Retype all the data word for word.

(Data records)
#####

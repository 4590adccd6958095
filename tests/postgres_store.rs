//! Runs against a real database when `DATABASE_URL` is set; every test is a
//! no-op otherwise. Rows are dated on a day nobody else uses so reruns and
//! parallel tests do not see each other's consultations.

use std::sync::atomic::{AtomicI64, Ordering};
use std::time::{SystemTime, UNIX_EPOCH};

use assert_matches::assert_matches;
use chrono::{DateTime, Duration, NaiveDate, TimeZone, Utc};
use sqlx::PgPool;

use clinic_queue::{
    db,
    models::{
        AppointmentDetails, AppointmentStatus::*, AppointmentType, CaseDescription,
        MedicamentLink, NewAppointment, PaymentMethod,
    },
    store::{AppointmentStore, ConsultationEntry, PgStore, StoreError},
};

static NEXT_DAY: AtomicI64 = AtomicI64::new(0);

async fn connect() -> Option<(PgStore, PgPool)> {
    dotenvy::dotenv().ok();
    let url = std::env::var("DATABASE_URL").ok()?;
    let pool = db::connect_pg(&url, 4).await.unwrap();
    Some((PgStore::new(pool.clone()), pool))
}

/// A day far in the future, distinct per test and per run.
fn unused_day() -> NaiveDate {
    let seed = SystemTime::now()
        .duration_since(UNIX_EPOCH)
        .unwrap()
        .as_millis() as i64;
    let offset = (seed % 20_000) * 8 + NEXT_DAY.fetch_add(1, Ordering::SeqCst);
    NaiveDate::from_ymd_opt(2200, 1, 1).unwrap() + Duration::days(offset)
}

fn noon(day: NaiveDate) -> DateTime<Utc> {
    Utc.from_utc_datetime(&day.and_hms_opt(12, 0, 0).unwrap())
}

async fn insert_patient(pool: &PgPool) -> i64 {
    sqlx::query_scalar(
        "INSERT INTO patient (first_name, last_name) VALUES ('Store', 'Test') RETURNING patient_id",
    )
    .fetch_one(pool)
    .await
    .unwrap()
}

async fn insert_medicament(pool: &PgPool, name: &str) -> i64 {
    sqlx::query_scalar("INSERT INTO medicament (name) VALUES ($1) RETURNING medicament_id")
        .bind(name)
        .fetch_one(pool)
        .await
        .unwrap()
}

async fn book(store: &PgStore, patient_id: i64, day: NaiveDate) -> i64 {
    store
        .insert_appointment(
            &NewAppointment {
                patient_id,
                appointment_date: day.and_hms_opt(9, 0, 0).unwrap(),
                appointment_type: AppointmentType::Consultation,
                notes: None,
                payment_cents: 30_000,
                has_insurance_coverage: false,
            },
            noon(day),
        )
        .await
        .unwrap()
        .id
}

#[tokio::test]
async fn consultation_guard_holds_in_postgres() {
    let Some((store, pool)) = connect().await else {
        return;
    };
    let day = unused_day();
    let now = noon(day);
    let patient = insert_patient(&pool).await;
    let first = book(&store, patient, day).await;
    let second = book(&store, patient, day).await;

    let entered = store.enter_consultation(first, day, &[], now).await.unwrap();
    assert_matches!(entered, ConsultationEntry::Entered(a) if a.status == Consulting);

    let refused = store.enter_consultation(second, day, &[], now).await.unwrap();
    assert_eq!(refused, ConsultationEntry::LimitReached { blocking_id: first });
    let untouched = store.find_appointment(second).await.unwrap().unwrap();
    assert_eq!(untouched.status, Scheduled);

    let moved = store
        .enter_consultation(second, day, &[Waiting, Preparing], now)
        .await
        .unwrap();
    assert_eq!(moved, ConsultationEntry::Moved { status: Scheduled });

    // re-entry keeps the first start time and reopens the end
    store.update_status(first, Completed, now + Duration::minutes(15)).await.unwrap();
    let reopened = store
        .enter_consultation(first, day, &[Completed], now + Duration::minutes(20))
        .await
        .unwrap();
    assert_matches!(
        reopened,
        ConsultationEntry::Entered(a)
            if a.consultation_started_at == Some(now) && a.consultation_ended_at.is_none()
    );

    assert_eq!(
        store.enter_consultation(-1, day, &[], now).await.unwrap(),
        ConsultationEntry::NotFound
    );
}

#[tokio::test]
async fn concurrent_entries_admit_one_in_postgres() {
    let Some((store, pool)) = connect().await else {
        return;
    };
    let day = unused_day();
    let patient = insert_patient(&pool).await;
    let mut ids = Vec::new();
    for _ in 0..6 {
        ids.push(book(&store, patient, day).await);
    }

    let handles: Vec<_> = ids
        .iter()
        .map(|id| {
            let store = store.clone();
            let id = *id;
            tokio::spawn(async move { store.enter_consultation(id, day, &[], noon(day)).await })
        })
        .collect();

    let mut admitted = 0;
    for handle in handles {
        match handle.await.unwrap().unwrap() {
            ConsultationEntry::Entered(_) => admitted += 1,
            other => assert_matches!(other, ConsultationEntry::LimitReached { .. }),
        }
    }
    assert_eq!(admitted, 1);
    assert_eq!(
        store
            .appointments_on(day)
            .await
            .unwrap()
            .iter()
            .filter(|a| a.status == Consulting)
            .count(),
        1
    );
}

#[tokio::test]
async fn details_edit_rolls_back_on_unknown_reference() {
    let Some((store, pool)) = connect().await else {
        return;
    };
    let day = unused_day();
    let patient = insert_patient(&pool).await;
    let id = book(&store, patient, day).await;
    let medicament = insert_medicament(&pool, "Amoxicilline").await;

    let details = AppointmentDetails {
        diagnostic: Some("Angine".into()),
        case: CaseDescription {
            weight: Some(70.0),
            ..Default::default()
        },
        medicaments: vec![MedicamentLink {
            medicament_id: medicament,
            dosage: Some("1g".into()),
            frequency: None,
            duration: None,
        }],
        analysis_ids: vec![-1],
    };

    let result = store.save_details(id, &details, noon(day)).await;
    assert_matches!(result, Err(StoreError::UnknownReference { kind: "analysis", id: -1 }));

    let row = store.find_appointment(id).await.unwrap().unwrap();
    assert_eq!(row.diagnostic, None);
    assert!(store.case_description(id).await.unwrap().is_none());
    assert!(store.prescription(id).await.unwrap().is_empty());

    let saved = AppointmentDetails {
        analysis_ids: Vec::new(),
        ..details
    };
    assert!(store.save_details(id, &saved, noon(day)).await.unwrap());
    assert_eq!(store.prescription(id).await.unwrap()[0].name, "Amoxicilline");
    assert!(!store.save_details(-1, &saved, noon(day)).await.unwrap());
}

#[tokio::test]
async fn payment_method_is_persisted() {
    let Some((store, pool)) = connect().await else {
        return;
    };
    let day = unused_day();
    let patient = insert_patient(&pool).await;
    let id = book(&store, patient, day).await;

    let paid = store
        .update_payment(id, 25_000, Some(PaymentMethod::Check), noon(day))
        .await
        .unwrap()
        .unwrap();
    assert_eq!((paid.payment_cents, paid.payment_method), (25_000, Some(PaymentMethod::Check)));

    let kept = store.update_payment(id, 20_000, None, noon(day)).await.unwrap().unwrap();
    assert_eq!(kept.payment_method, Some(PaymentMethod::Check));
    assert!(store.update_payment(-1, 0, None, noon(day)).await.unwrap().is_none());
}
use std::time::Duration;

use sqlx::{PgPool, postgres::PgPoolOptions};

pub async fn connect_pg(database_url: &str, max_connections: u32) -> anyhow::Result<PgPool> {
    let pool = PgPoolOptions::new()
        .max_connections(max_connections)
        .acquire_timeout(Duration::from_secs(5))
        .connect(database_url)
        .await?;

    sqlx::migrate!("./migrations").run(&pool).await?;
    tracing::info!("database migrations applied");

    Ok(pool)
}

#####

▶ _Solution to this problem_
repository 4590adccd6958095
filename tests/postgres_store.rs
//! Runs against a real database when `DATABASE_URL` is set; every test is a
//! no-op otherwise. Rows are dated on a day nobody else uses so reruns and
//! parallel tests do not see each other's consultations.

use std::sync::atomic::{AtomicI64, Ordering};
use std::time::{SystemTime, UNIX_EPOCH};

use assert_matches::assert_matches;
use chrono::{DateTime, Duration, NaiveDate, TimeZone, Utc};
use sqlx::PgPool;

use clinic_queue::{
    db,
    models::{
        AppointmentDetails, AppointmentStatus::*, AppointmentType, CaseDescription,
        MedicamentLink, NewAppointment, PaymentMethod,
    },
    store::{AppointmentStore, ConsultationEntry, PgStore, StoreError},
};

static NEXT_DAY: AtomicI64 = AtomicI64::new(0);

async fn connect() -> Option<(PgStore, PgPool)> {
    dotenvy::dotenv().ok();
    let url = std::env::var("DATABASE_URL").ok()?;
    let pool = db::connect_pg(&url, 4).await.unwrap();
    Some((PgStore::new(pool.clone()), pool))
}

/// A day far in the future, distinct per test and per run.
fn unused_day() -> NaiveDate {
    let seed = SystemTime::now()
        .duration_since(UNIX_EPOCH)
        .unwrap()
        .as_millis() as i64;
    let offset = (seed % 20_000) * 8 + NEXT_DAY.fetch_add(1, Ordering::SeqCst);
    NaiveDate::from_ymd_opt(2200, 1, 1).unwrap() + Duration::days(offset)
}

fn noon(day: NaiveDate) -> DateTime<Utc> {
    Utc.from_utc_datetime(&day.and_hms_opt(12, 0, 0).unwrap())
}

async fn insert_patient(pool: &PgPool) -> i64 {
    sqlx::query_scalar(
        "INSERT INTO patient (first_name, last_name) VALUES ('Store', 'Test') RETURNING patient_id",
    )
    .fetch_one(pool)
    .await
    .unwrap()
}

async fn insert_medicament(pool: &PgPool, name: &str) -> i64 {
    sqlx::query_scalar("INSERT INTO medicament (name) VALUES ($1) RETURNING medicament_id")
        .bind(name)
        .fetch_one(pool)
        .await
        .unwrap()
}

async fn book(store: &PgStore, patient_id: i64, day: NaiveDate) -> i64 {
    store
        .insert_appointment(
            &NewAppointment {
                patient_id,
                appointment_date: day.and_hms_opt(9, 0, 0).unwrap(),
                appointment_type: AppointmentType::Consultation,
                notes: None,
                payment_cents: 30_000,
                has_insurance_coverage: false,
            },
            noon(day),
        )
        .await
        .unwrap()
        .id
}

#[tokio::test]
async fn consultation_guard_holds_in_postgres() {
    let Some((store, pool)) = connect().await else {
        return;
    };
    let day = unused_day();
    let now = noon(day);
    let patient = insert_patient(&pool).await;
    let first = book(&store, patient, day).await;
    let second = book(&store, patient, day).await;

    let entered = store.enter_consultation(first, day, &[], now).await.unwrap();
    assert_matches!(entered, ConsultationEntry::Entered(a) if a.status == Consulting);

    let refused = store.enter_consultation(second, day, &[], now).await.unwrap();
    assert_eq!(refused, ConsultationEntry::LimitReached { blocking_id: first });
    let untouched = store.find_appointment(second).await.unwrap().unwrap();
    assert_eq!(untouched.status, Scheduled);

    let moved = store
        .enter_consultation(second, day, &[Waiting, Preparing], now)
        .await
        .unwrap();
    assert_eq!(moved, ConsultationEntry::Moved { status: Scheduled });

    // re-entry keeps the first start time and reopens the end
    store.update_status(first, Completed, now + Duration::minutes(15)).await.unwrap();
    let reopened = store
        .enter_consultation(first, day, &[Completed], now + Duration::minutes(20))
        .await
        .unwrap();
    assert_matches!(
        reopened,
        ConsultationEntry::Entered(a)
            if a.consultation_started_at == Some(now) && a.consultation_ended_at.is_none()
    );

    assert_eq!(
        store.enter_consultation(-1, day, &[], now).await.unwrap(),
        ConsultationEntry::NotFound
    );
}

#[tokio::test]
async fn concurrent_entries_admit_one_in_postgres() {
    let Some((store, pool)) = connect().await else {
        return;
    };
    let day = unused_day();
    let patient = insert_patient(&pool).await;
    let mut ids = Vec::new();
    for _ in 0..6 {
        ids.push(book(&store, patient, day).await);
    }

    let handles: Vec<_> = ids
        .iter()
        .map(|id| {
            let store = store.clone();
            let id = *id;
            tokio::spawn(async move { store.enter_consultation(id, day, &[], noon(day)).await })
        })
        .collect();

    let mut admitted = 0;
    for handle in handles {
        match handle.await.unwrap().unwrap() {
            ConsultationEntry::Entered(_) => admitted += 1,
            other => assert_matches!(other, ConsultationEntry::LimitReached { .. }),
        }
    }
    assert_eq!(admitted, 1);
    assert_eq!(
        store
            .appointments_on(day)
            .await
            .unwrap()
            .iter()
            .filter(|a| a.status == Consulting)
            .count(),
        1
    );
}

#[tokio::test]
async fn details_edit_rolls_back_on_unknown_reference() {
    let Some((store, pool)) = connect().await else {
        return;
    };
    let day = unused_day();
    let patient = insert_patient(&pool).await;
    let id = book(&store, patient, day).await;
    let medicament = insert_medicament(&pool, "Amoxicilline").await;

    let details = AppointmentDetails {
        diagnostic: Some("Angine".into()),
        case: CaseDescription {
            weight: Some(70.0),
            ..Default::default()
        },
        medicaments: vec![MedicamentLink {
            medicament_id: medicament,
            dosage: Some("1g".into()),
            frequency: None,
            duration: None,
        }],
        analysis_ids: vec![-1],
    };

    let result = store.save_details(id, &details, noon(day)).await;
    assert_matches!(result, Err(StoreError::UnknownReference { kind: "analysis", id: -1 }));

    let row = store.find_appointment(id).await.unwrap().unwrap();
    assert_eq!(row.diagnostic, None);
    assert!(store.case_description(id).await.unwrap().is_none());
    assert!(store.prescription(id).await.unwrap().is_empty());

    let saved = AppointmentDetails {
        analysis_ids: Vec::new(),
        ..details
    };
    assert!(store.save_details(id, &saved, noon(day)).await.unwrap());
    assert_eq!(store.prescription(id).await.unwrap()[0].name, "Amoxicilline");
    assert!(!store.save_details(-1, &saved, noon(day)).await.unwrap());
}

#[tokio::test]
async fn payment_method_is_persisted() {
    let Some((store, pool)) = connect().await else {
        return;
    };
    let day = unused_day();
    let patient = insert_patient(&pool).await;
    let id = book(&store, patient, day).await;

    let paid = store
        .update_payment(id, 25_000, Some(PaymentMethod::Check), noon(day))
        .await
        .unwrap()
        .unwrap();
    assert_eq!((paid.payment_cents, paid.payment_method), (25_000, Some(PaymentMethod::Check)));

    let kept = store.update_payment(id, 20_000, None, noon(day)).await.unwrap().unwrap();
    assert_eq!(kept.payment_method, Some(PaymentMethod::Check));
    assert!(store.update_payment(-1, 0, None, noon(day)).await.unwrap().is_none());
}
use std::time::Duration;

use sqlx::{PgPool, postgres::PgPoolOptions};

pub async fn connect_pg(database_url: &str, max_connections: u32) -> anyhow::Result<PgPool> {
    let pool = PgPoolOptions::new()
        .max_connections(max_connections)
        .acquire_timeout(Duration::from_secs(5))
        .connect(database_url)
        .await?;

    sqlx::migrate!("./migrations").run(&pool).await?;
    tracing::info!("database migrations applied");

    Ok(pool)
}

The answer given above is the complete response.